Your assignment
Line by line, set down the records exactly as they appear below.

Collected data entries
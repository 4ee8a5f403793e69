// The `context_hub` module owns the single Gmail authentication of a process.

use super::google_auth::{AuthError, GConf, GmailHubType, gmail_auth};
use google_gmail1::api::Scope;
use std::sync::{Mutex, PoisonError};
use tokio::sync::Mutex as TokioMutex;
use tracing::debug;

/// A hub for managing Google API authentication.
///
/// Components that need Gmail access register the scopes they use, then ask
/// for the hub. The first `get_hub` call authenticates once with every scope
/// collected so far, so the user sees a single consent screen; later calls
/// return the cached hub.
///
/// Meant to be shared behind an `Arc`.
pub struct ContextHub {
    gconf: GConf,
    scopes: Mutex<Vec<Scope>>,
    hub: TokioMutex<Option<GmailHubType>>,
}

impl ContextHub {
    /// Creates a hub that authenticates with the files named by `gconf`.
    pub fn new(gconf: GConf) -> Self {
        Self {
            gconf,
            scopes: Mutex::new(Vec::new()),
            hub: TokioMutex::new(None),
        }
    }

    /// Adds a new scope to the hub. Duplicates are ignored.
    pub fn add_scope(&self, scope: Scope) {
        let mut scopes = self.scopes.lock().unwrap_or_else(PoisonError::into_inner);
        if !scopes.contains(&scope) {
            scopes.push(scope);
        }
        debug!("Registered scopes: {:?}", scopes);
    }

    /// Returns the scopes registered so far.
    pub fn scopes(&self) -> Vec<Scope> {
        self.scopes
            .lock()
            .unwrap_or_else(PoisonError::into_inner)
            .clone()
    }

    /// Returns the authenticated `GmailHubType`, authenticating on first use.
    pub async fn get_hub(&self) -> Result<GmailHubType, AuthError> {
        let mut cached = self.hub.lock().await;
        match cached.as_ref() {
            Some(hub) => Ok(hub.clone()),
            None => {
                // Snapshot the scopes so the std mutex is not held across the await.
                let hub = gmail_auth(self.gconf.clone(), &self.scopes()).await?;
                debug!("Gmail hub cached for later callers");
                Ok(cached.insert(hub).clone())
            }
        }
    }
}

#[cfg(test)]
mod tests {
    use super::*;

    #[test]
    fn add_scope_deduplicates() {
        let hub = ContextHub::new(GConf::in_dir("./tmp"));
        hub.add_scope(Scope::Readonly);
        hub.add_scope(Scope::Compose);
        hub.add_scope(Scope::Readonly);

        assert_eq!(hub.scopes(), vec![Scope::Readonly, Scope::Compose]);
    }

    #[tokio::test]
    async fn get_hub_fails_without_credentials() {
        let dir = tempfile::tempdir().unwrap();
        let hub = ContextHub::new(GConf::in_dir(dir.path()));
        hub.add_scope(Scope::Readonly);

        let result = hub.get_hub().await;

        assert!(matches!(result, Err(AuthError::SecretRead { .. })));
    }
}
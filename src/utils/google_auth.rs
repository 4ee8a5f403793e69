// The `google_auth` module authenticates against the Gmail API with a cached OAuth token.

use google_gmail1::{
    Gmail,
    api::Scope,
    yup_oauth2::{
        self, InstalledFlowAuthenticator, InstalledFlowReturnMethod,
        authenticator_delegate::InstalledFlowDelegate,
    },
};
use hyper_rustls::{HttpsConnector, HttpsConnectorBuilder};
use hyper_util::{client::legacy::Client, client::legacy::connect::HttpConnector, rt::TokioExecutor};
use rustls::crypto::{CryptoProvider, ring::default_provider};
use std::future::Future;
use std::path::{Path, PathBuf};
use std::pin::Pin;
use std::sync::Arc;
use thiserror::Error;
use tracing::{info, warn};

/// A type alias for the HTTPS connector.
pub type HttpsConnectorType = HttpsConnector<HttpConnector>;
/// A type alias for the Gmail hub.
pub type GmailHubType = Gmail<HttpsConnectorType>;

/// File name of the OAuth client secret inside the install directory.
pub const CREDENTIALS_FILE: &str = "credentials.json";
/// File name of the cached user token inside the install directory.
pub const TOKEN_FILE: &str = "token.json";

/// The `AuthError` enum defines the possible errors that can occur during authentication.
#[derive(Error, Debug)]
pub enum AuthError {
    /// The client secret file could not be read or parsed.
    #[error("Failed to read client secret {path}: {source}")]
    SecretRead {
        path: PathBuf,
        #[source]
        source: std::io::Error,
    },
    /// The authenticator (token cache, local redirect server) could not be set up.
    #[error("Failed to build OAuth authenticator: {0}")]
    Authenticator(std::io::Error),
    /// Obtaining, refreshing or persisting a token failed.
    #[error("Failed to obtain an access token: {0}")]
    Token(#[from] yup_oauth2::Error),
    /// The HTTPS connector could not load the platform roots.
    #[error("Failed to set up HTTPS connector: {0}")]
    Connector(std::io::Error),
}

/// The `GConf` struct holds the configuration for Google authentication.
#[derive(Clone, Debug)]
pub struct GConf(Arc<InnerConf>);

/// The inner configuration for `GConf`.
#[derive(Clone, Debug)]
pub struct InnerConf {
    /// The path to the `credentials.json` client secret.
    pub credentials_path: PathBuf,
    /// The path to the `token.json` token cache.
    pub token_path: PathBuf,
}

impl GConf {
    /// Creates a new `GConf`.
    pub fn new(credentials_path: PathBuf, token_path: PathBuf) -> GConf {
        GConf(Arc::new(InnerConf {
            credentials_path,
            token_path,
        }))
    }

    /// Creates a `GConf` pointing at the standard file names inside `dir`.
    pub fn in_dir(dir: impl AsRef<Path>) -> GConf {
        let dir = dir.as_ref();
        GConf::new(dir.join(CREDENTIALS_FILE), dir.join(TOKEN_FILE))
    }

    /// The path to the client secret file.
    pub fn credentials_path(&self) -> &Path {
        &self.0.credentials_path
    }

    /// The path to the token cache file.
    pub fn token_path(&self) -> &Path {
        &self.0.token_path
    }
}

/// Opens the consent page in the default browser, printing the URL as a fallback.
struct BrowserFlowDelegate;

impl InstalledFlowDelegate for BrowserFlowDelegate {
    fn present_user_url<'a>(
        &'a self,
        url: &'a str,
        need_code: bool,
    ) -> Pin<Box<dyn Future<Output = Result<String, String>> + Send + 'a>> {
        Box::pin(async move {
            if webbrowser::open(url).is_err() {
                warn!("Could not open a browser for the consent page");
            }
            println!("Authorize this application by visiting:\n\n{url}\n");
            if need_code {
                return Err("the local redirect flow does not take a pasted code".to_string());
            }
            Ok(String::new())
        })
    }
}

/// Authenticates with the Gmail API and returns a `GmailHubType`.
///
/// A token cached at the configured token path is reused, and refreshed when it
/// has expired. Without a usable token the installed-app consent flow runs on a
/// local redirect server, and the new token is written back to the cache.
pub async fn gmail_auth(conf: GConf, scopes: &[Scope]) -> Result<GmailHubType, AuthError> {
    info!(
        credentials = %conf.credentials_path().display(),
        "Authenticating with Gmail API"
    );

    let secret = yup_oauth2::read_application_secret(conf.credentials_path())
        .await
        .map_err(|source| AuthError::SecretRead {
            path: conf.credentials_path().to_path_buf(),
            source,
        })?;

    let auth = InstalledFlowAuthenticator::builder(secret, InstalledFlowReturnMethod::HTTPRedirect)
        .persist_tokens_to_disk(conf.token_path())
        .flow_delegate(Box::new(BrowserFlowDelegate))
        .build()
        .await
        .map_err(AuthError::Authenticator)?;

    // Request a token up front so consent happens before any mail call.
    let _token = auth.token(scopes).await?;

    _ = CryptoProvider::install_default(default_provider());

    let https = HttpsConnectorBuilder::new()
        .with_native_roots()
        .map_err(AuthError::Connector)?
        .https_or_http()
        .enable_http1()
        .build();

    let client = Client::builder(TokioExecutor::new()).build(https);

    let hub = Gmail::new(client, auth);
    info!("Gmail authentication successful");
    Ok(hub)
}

Answer box
repository 4ee8a5f403793e69
// The `context_hub` module owns the single Gmail authentication of a process.

use super::google_auth::{AuthError, GConf, GmailHubType, gmail_auth};
use google_gmail1::api::Scope;
use std::sync::{Mutex, PoisonError};
use tokio::sync::Mutex as TokioMutex;
use tracing::debug;

/// A hub for managing Google API authentication.
///
/// Components that need Gmail access register the scopes they use, then ask
/// for the hub. The first `get_hub` call authenticates once with every scope
/// collected so far, so the user sees a single consent screen; later calls
/// return the cached hub.
///
/// Meant to be shared behind an `Arc`.
pub struct ContextHub {
    gconf: GConf,
    scopes: Mutex<Vec<Scope>>,
    hub: TokioMutex<Option<GmailHubType>>,
}

impl ContextHub {
    /// Creates a hub that authenticates with the files named by `gconf`.
    pub fn new(gconf: GConf) -> Self {
        Self {
            gconf,
            scopes: Mutex::new(Vec::new()),
            hub: TokioMutex::new(None),
        }
    }

    /// Adds a new scope to the hub. Duplicates are ignored.
    pub fn add_scope(&self, scope: Scope) {
        let mut scopes = self.scopes.lock().unwrap_or_else(PoisonError::into_inner);
        if !scopes.contains(&scope) {
            scopes.push(scope);
        }
        debug!("Registered scopes: {:?}", scopes);
    }

    /// Returns the scopes registered so far.
    pub fn scopes(&self) -> Vec<Scope> {
        self.scopes
            .lock()
            .unwrap_or_else(PoisonError::into_inner)
            .clone()
    }

    /// Returns the authenticated `GmailHubType`, authenticating on first use.
    pub async fn get_hub(&self) -> Result<GmailHubType, AuthError> {
        let mut cached = self.hub.lock().await;
        match cached.as_ref() {
            Some(hub) => Ok(hub.clone()),
            None => {
                // Snapshot the scopes so the std mutex is not held across the await.
                let hub = gmail_auth(self.gconf.clone(), &self.scopes()).await?;
                debug!("Gmail hub cached for later callers");
                Ok(cached.insert(hub).clone())
            }
        }
    }
}

#[cfg(test)]
mod tests {
    use super::*;

    #[test]
    fn add_scope_deduplicates() {
        let hub = ContextHub::new(GConf::in_dir("./tmp"));
        hub.add_scope(Scope::Readonly);
        hub.add_scope(Scope::Compose);
        hub.add_scope(Scope::Readonly);

        assert_eq!(hub.scopes(), vec![Scope::Readonly, Scope::Compose]);
    }

    #[tokio::test]
    async fn get_hub_fails_without_credentials() {
        let dir = tempfile::tempdir().unwrap();
        let hub = ContextHub::new(GConf::in_dir(dir.path()));
        hub.add_scope(Scope::Readonly);

        let result = hub.get_hub().await;

        assert!(matches!(result, Err(AuthError::SecretRead { .. })));
    }
}
filename src/utils/google_auth.rs
repository 4ee8a5f403793e69
// The `google_auth` module authenticates against the Gmail API with a cached OAuth token.

use google_gmail1::{
    Gmail,
    api::Scope,
    yup_oauth2::{
        self, InstalledFlowAuthenticator, InstalledFlowReturnMethod,
        authenticator_delegate::InstalledFlowDelegate,
    },
};
use hyper_rustls::{HttpsConnector, HttpsConnectorBuilder};
use hyper_util::{client::legacy::Client, client::legacy::connect::HttpConnector, rt::TokioExecutor};
use rustls::crypto::{CryptoProvider, ring::default_provider};
use std::future::Future;
use std::path::{Path, PathBuf};
use std::pin::Pin;
use std::sync::Arc;
use thiserror::Error;
use tracing::{info, warn};

/// A type alias for the HTTPS connector.
pub type HttpsConnectorType = HttpsConnector<HttpConnector>;
/// A type alias for the Gmail hub.
pub type GmailHubType = Gmail<HttpsConnectorType>;

/// File name of the OAuth client secret inside the install directory.
pub const CREDENTIALS_FILE: &str = "credentials.json";
/// File name of the cached user token inside the install directory.
pub const TOKEN_FILE: &str = "token.json";

/// The `AuthError` enum defines the possible errors that can occur during authentication.
#[derive(Error, Debug)]
pub enum AuthError {
    /// The client secret file could not be read or parsed.
    #[error("Failed to read client secret {path}: {source}")]
    SecretRead {
        path: PathBuf,
        #[source]
        source: std::io::Error,
    },
    /// The authenticator (token cache, local redirect server) could not be set up.
    #[error("Failed to build OAuth authenticator: {0}")]
    Authenticator(std::io::Error),
    /// Obtaining, refreshing or persisting a token failed.
    #[error("Failed to obtain an access token: {0}")]
    Token(#[from] yup_oauth2::Error),
    /// The HTTPS connector could not load the platform roots.
    #[error("Failed to set up HTTPS connector: {0}")]
    Connector(std::io::Error),
}

/// The `GConf` struct holds the configuration for Google authentication.
#[derive(Clone, Debug)]
pub struct GConf(Arc<InnerConf>);

/// The inner configuration for `GConf`.
#[derive(Clone, Debug)]
pub struct InnerConf {
    /// The path to the `credentials.json` client secret.
    pub credentials_path: PathBuf,
    /// The path to the `token.json` token cache.
    pub token_path: PathBuf,
}

impl GConf {
    /// Creates a new `GConf`.
    pub fn new(credentials_path: PathBuf, token_path: PathBuf) -> GConf {
        GConf(Arc::new(InnerConf {
            credentials_path,
            token_path,
        }))
    }

    /// Creates a `GConf` pointing at the standard file names inside `dir`.
    pub fn in_dir(dir: impl AsRef<Path>) -> GConf {
        let dir = dir.as_ref();
        GConf::new(dir.join(CREDENTIALS_FILE), dir.join(TOKEN_FILE))
    }

    /// The path to the client secret file.
    pub fn credentials_path(&self) -> &Path {
        &self.0.credentials_path
    }

    /// The path to the token cache file.
    pub fn token_path(&self) -> &Path {
        &self.0.token_path
    }
}

/// Opens the consent page in the default browser, printing the URL as a fallback.
struct BrowserFlowDelegate;

impl InstalledFlowDelegate for BrowserFlowDelegate {
    fn present_user_url<'a>(
        &'a self,
        url: &'a str,
        need_code: bool,
    ) -> Pin<Box<dyn Future<Output = Result<String, String>> + Send + 'a>> {
        Box::pin(async move {
            if webbrowser::open(url).is_err() {
                warn!("Could not open a browser for the consent page");
            }
            println!("Authorize this application by visiting:\n\n{url}\n");
            if need_code {
                return Err("the local redirect flow does not take a pasted code".to_string());
            }
            Ok(String::new())
        })
    }
}

/// Authenticates with the Gmail API and returns a `GmailHubType`.
///
/// A token cached at the configured token path is reused, and refreshed when it
/// has expired. Without a usable token the installed-app consent flow runs on a
/// local redirect server, and the new token is written back to the cache.
pub async fn gmail_auth(conf: GConf, scopes: &[Scope]) -> Result<GmailHubType, AuthError> {
    info!(
        credentials = %conf.credentials_path().display(),
        "Authenticating with Gmail API"
    );

    let secret = yup_oauth2::read_application_secret(conf.credentials_path())
        .await
        .map_err(|source| AuthError::SecretRead {
            path: conf.credentials_path().to_path_buf(),
            source,
        })?;

    let auth = InstalledFlowAuthenticator::builder(secret, InstalledFlowReturnMethod::HTTPRedirect)
        .persist_tokens_to_disk(conf.token_path())
        .flow_delegate(Box::new(BrowserFlowDelegate))
        .build()
        .await
        .map_err(AuthError::Authenticator)?;

    // Request a token up front so consent happens before any mail call.
    let _token = auth.token(scopes).await?;

    _ = CryptoProvider::install_default(default_provider());

    let https = HttpsConnectorBuilder::new()
        .with_native_roots()
        .map_err(AuthError::Connector)?
        .https_or_http()
        .enable_http1()
        .build();

    let client = Client::builder(TokioExecutor::new()).build(https);

    let hub = Gmail::new(client, auth);
    info!("Gmail authentication successful");
    Ok(hub)
}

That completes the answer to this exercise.